We spoke to Ignacio M. Llorente, the CEO of OpenNebula Systems, to discuss why cloud exit can offer a chance to modernize and future-proof infrastructure with systems designed for long term efficiency, flexibility and control.
BN: What are the critical steps organizations must take to ensure their data and application state are truly portable across different infrastructure environments?
IML: True portability begins with stepping away from tight dependencies at the infrastructure level. If applications rely too heavily on a specific vendor’s stack, moving them anywhere else becomes a challenge. The safest approach is to work with open standards, familiar APIs, and tooling that behaves the same whether you’re running on-premises or in the cloud.
In our case, OpenNebula helps by separating the workload from the underlying platform. Virtual machines, containers, and even full clusters can be shifted or replicated across different environments without having to redesign them. The idea is simple: keep the application and its state detached from the hardware or cloud provider underneath, so teams decide where to place their workloads — not the vendor.
BN: How can migrating off a public cloud or a legacy platform address technical debt and improve core system maintainability and resilience?
IML: Many organizations discover that technical debt accumulates when they depend too heavily on proprietary services or aging virtualization stacks. Moving to a vendor-neutral platform gives them a chance to consolidate tooling, modernize automation, and standardize their operating model.
Organizations should seek out solutions that provide a unified way of managing compute, storage, and networking across different footprints.
BN: When can migration lead to improved application performance and reduced latency for critical users?
IML: You usually see a real boost in performance when workloads run closer to where the data is produced or where the users actually are. Public clouds can offer enormous capacity, but the physical distance between their regions and the people or systems consuming the service can add noticeable latency.
Workloads need to be placed exactly where they make the most sense. Part of the infrastructure can remain in a local data center or at the edge, and organizations can still tap into public clouds whenever extra capacity is needed. That flexibility allows teams to fine-tune placement. The most demanding applications can be positioned close to the users who rely on them, while other workloads can be pushed out to larger cloud regions. It’s a level of control and balance that’s hard to achieve when everything is tied to a single provider.
BN: Is there a significant culture shift needed to go from managing cloud resources to owning and optimizing infrastructure?
IML: There is a change involved, but it’s usually more about shifting the way people think than about retraining everyone.

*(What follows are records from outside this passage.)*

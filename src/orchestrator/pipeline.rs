//! # Pipeline Module
//!
//! Facciata della pipeline: possiede stato, registry degli handle, intake ed
//! export, e coordina i run dell'orchestratore.
//!
//! ## Responsabilità:
//! - Intake e rimozione degli item con emissione degli eventi
//! - Run del batch: al più `max_concurrency` trasformazioni in volo
//! - Un solo collector applica risultati e progresso allo stato (nessuna scrittura concorrente)
//! - Cancellazione cooperativa: gli item non partiti diventano `Cancelled`
//! - Reset con cambio di epoch: i risultati tardivi di un run precedente vengono scartati
//! - Export degli output riusciti e teardown di tutti gli handle
//!
//! ## Flusso di un run:
//! ```text
//! dispatcher ──(permesso semaforo)──► worker ──► WorkerEvent ──► collector ──► stato + eventi
//!      ▲                                                             │
//!      └──────────────── CancellationToken (cancel / deadline) ──────┘
//! ```
//!
//! ## Esempio:
//! ```rust,ignore
//! let pipeline = Pipeline::new(Config::default())?;
//! pipeline.add_files(candidates)?;
//! let summary = pipeline.run(Arc::new(ImageReencoder::new()), RunOptions::default()).await?;
//! let payload = pipeline.export().await?;
//! pipeline.shutdown();
//! ```

use bytes::Bytes;
use std::collections::HashMap;
use std::path::PathBuf;
use std::sync::{Arc, Mutex, MutexGuard, PoisonError};
use std::time::Duration;
use tokio::sync::broadcast;
use tokio::sync::mpsc::{self, UnboundedReceiver, UnboundedSender};
use tokio::sync::Semaphore;
use tokio::task::JoinHandle;
use tokio_util::sync::CancellationToken;
use tracing::{debug, error, info, warn};

use crate::aggregator::{savings_percent, BatchSummary, ItemStats, ResultAggregator};
use crate::config::Config;
use crate::error::{PipelineError, TransformError};
use crate::events::{EventBus, PipelineEvent};
use crate::exporter::{ArchiveExporter, DownloadSink, ExportEntry, ExportPayload};
use crate::intake::{Candidate, IntakeManager, IntakeReport};
use crate::lifecycle::{Handle, HandleKind, ReleaseOutcome, ResourceRegistry};
use crate::orchestrator::worker::{self, TransformJob, WorkerEvent};
use crate::state::{ItemId, Phase, PipelineState, TransformStatus};
use crate::transform::{TransformEngine, TransformOptions};

/// Per-run overrides of the configuration
#[derive(Debug, Clone, Default)]
pub struct RunOptions {
    /// Transforms in flight at once (None = config)
    pub max_concurrency: Option<usize>,
    /// Options for items without an override (None = config)
    pub default_options: Option<TransformOptions>,
    pub per_item_options: HashMap<ItemId, TransformOptions>,
    /// Cancel the run after this long (None = config)
    pub deadline: Option<Duration>,
}

impl RunOptions {
    pub fn with_concurrency(mut self, max_concurrency: usize) -> Self {
        self.max_concurrency = Some(max_concurrency);
        self
    }

    pub fn with_item_options(mut self, id: ItemId, options: TransformOptions) -> Self {
        self.per_item_options.insert(id, options);
        self
    }

    pub fn with_deadline(mut self, deadline: Duration) -> Self {
        self.deadline = Some(deadline);
        self
    }
}

impl From<&Config> for RunOptions {
    fn from(config: &Config) -> Self {
        Self {
            max_concurrency: Some(config.max_concurrency),
            default_options: Some(config.transform_options()),
            per_item_options: HashMap::new(),
            deadline: config.deadline(),
        }
    }
}

/// Batch transformation pipeline; clones share the same state
#[derive(Clone)]
pub struct Pipeline {
    config: Arc<Config>,
    state: Arc<Mutex<PipelineState>>,
    registry: ResourceRegistry,
    intake: IntakeManager,
    exporter: ArchiveExporter,
    events: EventBus,
    /// Token of the run in progress, tagged with its epoch
    active_run: Arc<Mutex<Option<(u64, CancellationToken)>>>,
}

When teams step away from a fully managed public cloud, they have to take back some of the operational tasks that were previously handled for them – things like capacity planning, lifecycle operations, and keeping an eye on performance.

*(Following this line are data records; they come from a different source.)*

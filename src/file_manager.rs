//! # File Management Module
//!
//! Questo modulo fa da "File Intake Source" per la CLI e raccoglie le utilità sui file.
//!
//! ## Responsabilità:
//! - Discovery ricorsiva dei file passati da riga di comando (file o directory)
//! - Lettura dei file in `Candidate` con MIME type dedotto dall'estensione
//! - Formattazione human-readable delle dimensioni
//! - Calcolo percentuali di riduzione
//!
//! ## Formati riconosciuti:
//! - **Immagini**: JPG, JPEG, PNG, WebP, GIF, BMP, AVIF
//! - **Video**: MP4, MOV, AVI, MKV, WebM
//! - **Audio**: MP3, WAV, FLAC, OGG, M4A
//! - **Documenti**: PDF
//!
//! ## Esempio:
//! ```rust,ignore
//! let candidates = FileManager::collect_candidates(&[PathBuf::from("/photos")]).await?;
//! let report = pipeline.add_files(candidates)?;
//! ```

use anyhow::Result;
use std::path::{Path, PathBuf};
use tokio::fs;
use tracing::{debug, warn};
use walkdir::WalkDir;

use crate::intake::Candidate;

/// Manages file discovery and size utilities
pub struct FileManager;

impl FileManager {
    /// Expand files and directories into a flat, sorted list of regular files
    pub fn discover(inputs: &[PathBuf]) -> Result<Vec<PathBuf>> {
        let mut files = Vec::new();

        for input in inputs {
            if !input.exists() {
                return Err(anyhow::anyhow!("Input does not exist: {}", input.display()));
            }

            if input.is_file() {
                files.push(input.clone());
                continue;
            }

            let mut found: Vec<PathBuf> = WalkDir::new(input)
                .into_iter()
                .filter_map(|e| e.ok())
                .filter(|e| e.file_type().is_file())
                .map(|e| e.into_path())
                .collect();
            found.sort();
            debug!("Found {} files under {}", found.len(), input.display());
            files.extend(found);
        }

        Ok(files)
    }

    /// Read every discovered file into a pipeline candidate
    pub async fn collect_candidates(inputs: &[PathBuf]) -> Result<Vec<Candidate>> {
        let mut candidates = Vec::new();

        for path in Self::discover(inputs)? {
            let Some(name) = path.file_name().map(|n| n.to_string_lossy().to_string()) else {
                warn!("Skipping path without file name: {}", path.display());
                continue;
            };

            let bytes = fs::read(&path)
                .await
                .map_err(|e| anyhow::anyhow!("Failed to read {}: {}", path.display(), e))?;
            let mime_type = Self::guess_mime(&name);
            candidates.push(Candidate::new(name, mime_type, bytes));
        }

        Ok(candidates)
    }

    /// MIME type from the file extension, empty when unknown
    pub fn guess_mime(name: &str) -> &'static str {
        let ext = Path::new(name)
            .extension()
            .map(|e| e.to_string_lossy().to_lowercase())
            .unwrap_or_default();

        match ext.as_str() {
            "jpg" | "jpeg" => "image/jpeg",
            "png" => "image/png",
            "webp" => "image/webp",
            "gif" => "image/gif",
            "bmp" => "image/bmp",
            "avif" => "image/avif",
            "mp4" => "video/mp4",
            "mov" => "video/quicktime",
            "avi" => "video/x-msvideo",
            "mkv" => "video/x-matroska",
            "webm" => "video/webm",
            "mp3" => "audio/mpeg",
            "wav" => "audio/wav",
            "flac" => "audio/flac",
            "ogg" => "audio/ogg",
            "m4a" => "audio/mp4",
            "pdf" => "application/pdf",
            _ => "",
        }
    }

    /// Get human-readable file size
    pub fn format_size(size: u64) -> String {
        const UNITS: &[&str] = &["B", "KB", "MB", "GB", "TB"];
        let mut size = size as f64;
        let mut unit_index = 0;

        while size >= 1024.0 && unit_index < UNITS.len() - 1 {
            size /= 1024.0;
            unit_index += 1;
        }

        if unit_index == 0 {
            format!("{} {}", size as u64, UNITS[unit_index])
        } else {
            format!("{:.2} {}", size, UNITS[unit_index])
        }
    }

    /// Calculate percentage reduction
    pub fn calculate_reduction(original_size: u64, new_size: u64) -> f64 {
        if original_size == 0 {
            0.0
        } else {
            ((original_size as f64 - new_size as f64) / original_size as f64) * 100.0
        }
    }
}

Organizations should seek out platforms that automate a large part of this work and provide a cloud-like experience even when running on their own hardware. Instead of falling back into the old data-center mindset, organizations should move into a genuine hybrid approach where they hold onto the flexibility of the cloud while running infrastructure that remains entirely under their control.
BN: Which metrics should be used to judge the lasting success of a major platform migration?

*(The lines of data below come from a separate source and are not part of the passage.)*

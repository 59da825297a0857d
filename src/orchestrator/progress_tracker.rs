//! # Progress Tracking Module
//!
//! Callback di progresso consegnato al transform engine.
//! Coalesce gli aggiornamenti (al massimo N al secondo per item) e li inoltra
//! al collector dell'orchestratore tramite il canale dei worker.

use std::sync::{Arc, Mutex, PoisonError, Weak};
use std::time::{Duration, Instant};
use tokio::sync::mpsc::UnboundedSender;

use crate::orchestrator::worker::WorkerEvent;
use crate::state::ItemId;

/// Rate limiter for one item's progress updates
#[derive(Debug)]
pub struct ProgressThrottle {
    min_interval: Duration,
    last_sent: Option<Instant>,
    last_percent: f64,
}

impl ProgressThrottle {
    /// `updates_per_sec == 0` disables coalescing
    pub fn new(updates_per_sec: u32) -> Self {
        let min_interval = if updates_per_sec == 0 {
            Duration::ZERO
        } else {
            Duration::from_secs(1) / updates_per_sec
        };
        Self {
            min_interval,
            last_sent: None,
            last_percent: 0.0,
        }
    }

    /// Whether an update should be forwarded. Backwards moves are always dropped,
    /// 100% always passes.
    pub fn admit(&mut self, percent: f64, now: Instant) -> bool {
        if percent <= self.last_percent {
            return false;
        }
        let due = match self.last_sent {
            None => true,
            Some(last) => now.duration_since(last) >= self.min_interval,
        };
        if due || percent >= 100.0 {
            self.last_sent = Some(now);
            self.last_percent = percent;
            true
        } else {
            false
        }
    }
}

struct SinkInner {
    item_id: ItemId,
    epoch: u64,
    /// The worker owns the sender; the sink stops reporting once the item settles
    tx: Option<Weak<UnboundedSender<WorkerEvent>>>,
    throttle: Mutex<ProgressThrottle>,
}

/// `onProgress` callback for one item
#[derive(Clone)]
pub struct ProgressSink {
    inner: Arc<SinkInner>,
}

impl ProgressSink {
    pub(crate) fn new(
        item_id: ItemId,
        epoch: u64,
        tx: Weak<UnboundedSender<WorkerEvent>>,
        updates_per_sec: u32,
    ) -> Self {
        Self {
            inner: Arc::new(SinkInner {
                item_id,
                epoch,
                tx: Some(tx),
                throttle: Mutex::new(ProgressThrottle::new(updates_per_sec)),
            }),
        }
    }

    /// Sink that goes nowhere, for running an engine outside a pipeline
    pub fn detached() -> Self {
        Self {
            inner: Arc::new(SinkInner {
                item_id: ItemId::derive("", 0),
                epoch: 0,
                tx: None,
                throttle: Mutex::new(ProgressThrottle::new(0)),
            }),
        }
    }

    pub fn item_id(&self) -> &ItemId {
        &self.inner.item_id
    }

    /// Report progress in percent (clamped to 0..=100)
    pub fn report(&self, percent: f64) {
        let Some(tx) = self.inner.tx.as_ref().and_then(Weak::upgrade) else {
            return;
        };
        let percent = if percent.is_nan() { 0.0 } else { percent.clamp(0.0, 100.0) };

        let admitted = self
            .inner
            .throttle
            .lock()
            .unwrap_or_else(PoisonError::into_inner)
            .admit(percent, Instant::now());

        if admitted {
            // il collector potrebbe essere già chiuso dopo un reset
            let _ = tx.send(WorkerEvent::Progress {
                item_id: self.inner.item_id.clone(),
                epoch: self.inner.epoch,
                percent,
            });
        }
    }
}

#[cfg(test)]
mod tests {
    use super::*;
    use tokio::sync::mpsc;

    #[test]
    fn test_throttle_coalesces_bursts() {
        let mut throttle = ProgressThrottle::new(10);
        let start = Instant::now();

        assert!(throttle.admit(10.0, start));
        assert!(!throttle.admit(20.0, start + Duration::from_millis(20)));
        assert!(!throttle.admit(30.0, start + Duration::from_millis(50)));
        assert!(throttle.admit(40.0, start + Duration::from_millis(100)));
        // il completamento passa sempre
        assert!(throttle.admit(100.0, start + Duration::from_millis(101)));
    }

    #[test]
    fn test_throttle_drops_regressions() {
        let mut throttle = ProgressThrottle::new(0);
        let now = Instant::now();
        assert!(throttle.admit(50.0, now));
        assert!(!throttle.admit(50.0, now));
        assert!(!throttle.admit(10.0, now));
        assert!(throttle.admit(60.0, now));
    }

    #[test]
    fn test_sink_forwards_admitted_updates() {
        let (tx, mut rx) = mpsc::unbounded_channel();
        let id = ItemId::derive("a.png", 1);
        let tx = Arc::new(tx);
        let sink = ProgressSink::new(id.clone(), 3, Arc::downgrade(&tx), 0);

        sink.report(25.0);
        sink.report(10.0);
        sink.report(f64::NAN);
        sink.report(400.0);

        let mut seen = Vec::new();
        while let Ok(WorkerEvent::Progress { item_id, epoch, percent }) = rx.try_recv() {
            assert_eq!(item_id, id);
            assert_eq!(epoch, 3);
            seen.push(percent);
        }
        assert_eq!(seen, vec![25.0, 100.0]);
    }

    #[test]
    fn test_sink_goes_quiet_once_sender_is_dropped() {
        let (tx, mut rx) = mpsc::unbounded_channel();
        let tx = Arc::new(tx);
        let sink = ProgressSink::new(ItemId::derive("a.png", 1), 0, Arc::downgrade(&tx), 0);
        let kept = sink.clone();

        sink.report(10.0);
        drop(tx);
        kept.report(90.0);

        assert!(matches!(rx.try_recv(), Ok(WorkerEvent::Progress { percent, .. }) if percent == 10.0));
        assert!(matches!(rx.try_recv(), Err(mpsc::error::TryRecvError::Disconnected)));
    }

    #[test]
    fn test_detached_sink_is_noop() {
        ProgressSink::detached().report(50.0);
    }
}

IML: People often focus on cost savings first, but that’s really just one part of the story. When a migration goes well, you usually see broader improvements: smoother operations, quicker response times for critical applications, stronger resilience, and a noticeable step away from relying on a single vendor.
Another good sign is how quickly teams can get things done once the transition is complete, such as provisioning new resources, launching services, or scaling workloads. When those changes start showing up, you know the move has paid off in a lasting way, not just as a short-term cost fix.